GOAL OF THE EXERCISE: Could you filter the records below and return each line that holds "Result"?

DATA FOR REVIEW:
—————
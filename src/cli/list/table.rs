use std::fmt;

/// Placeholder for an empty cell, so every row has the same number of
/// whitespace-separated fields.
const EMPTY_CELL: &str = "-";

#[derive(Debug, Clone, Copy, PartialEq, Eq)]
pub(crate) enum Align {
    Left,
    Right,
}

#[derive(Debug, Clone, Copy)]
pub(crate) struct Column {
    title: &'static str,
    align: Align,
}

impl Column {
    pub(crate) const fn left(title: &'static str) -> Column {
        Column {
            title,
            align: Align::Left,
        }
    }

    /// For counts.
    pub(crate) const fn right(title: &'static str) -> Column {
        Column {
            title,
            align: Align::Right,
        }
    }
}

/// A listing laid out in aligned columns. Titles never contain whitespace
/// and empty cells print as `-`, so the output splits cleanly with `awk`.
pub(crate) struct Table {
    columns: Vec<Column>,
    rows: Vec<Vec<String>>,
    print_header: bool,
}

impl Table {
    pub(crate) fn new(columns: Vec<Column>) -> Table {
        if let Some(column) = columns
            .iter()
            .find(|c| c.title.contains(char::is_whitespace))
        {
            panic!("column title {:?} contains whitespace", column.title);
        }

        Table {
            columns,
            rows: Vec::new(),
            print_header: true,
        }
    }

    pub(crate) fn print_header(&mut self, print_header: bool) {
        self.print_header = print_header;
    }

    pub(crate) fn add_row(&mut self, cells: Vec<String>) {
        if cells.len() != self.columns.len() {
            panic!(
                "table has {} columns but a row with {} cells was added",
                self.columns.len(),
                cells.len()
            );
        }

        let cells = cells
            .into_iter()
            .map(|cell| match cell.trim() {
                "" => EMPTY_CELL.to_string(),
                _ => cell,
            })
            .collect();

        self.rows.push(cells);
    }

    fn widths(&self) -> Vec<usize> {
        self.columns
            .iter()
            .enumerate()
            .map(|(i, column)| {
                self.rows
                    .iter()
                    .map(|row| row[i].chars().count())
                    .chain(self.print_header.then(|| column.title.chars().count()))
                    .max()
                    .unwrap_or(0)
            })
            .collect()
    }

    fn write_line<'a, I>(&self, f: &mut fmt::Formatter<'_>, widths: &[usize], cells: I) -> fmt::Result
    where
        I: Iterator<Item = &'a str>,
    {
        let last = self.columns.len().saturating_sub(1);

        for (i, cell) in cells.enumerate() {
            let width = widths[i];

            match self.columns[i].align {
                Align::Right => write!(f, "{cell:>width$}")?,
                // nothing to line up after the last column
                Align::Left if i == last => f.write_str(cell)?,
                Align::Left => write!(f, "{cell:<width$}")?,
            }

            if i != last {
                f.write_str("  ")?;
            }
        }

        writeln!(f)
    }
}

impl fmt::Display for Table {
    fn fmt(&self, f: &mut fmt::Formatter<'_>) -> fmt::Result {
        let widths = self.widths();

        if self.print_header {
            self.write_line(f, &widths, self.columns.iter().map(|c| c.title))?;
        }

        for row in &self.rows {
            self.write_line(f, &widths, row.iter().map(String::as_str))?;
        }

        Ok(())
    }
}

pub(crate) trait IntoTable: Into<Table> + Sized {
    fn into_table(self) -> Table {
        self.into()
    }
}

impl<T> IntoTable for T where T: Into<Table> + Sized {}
—————
REPLY TO THE EXERCISE:
    fn write_line<'a, I>(&self, f: &mut fmt::Formatter<'_>, widths: &[usize], cells: I) -> fmt::Result
    fn fmt(&self, f: &mut fmt::Formatter<'_>) -> fmt::Result {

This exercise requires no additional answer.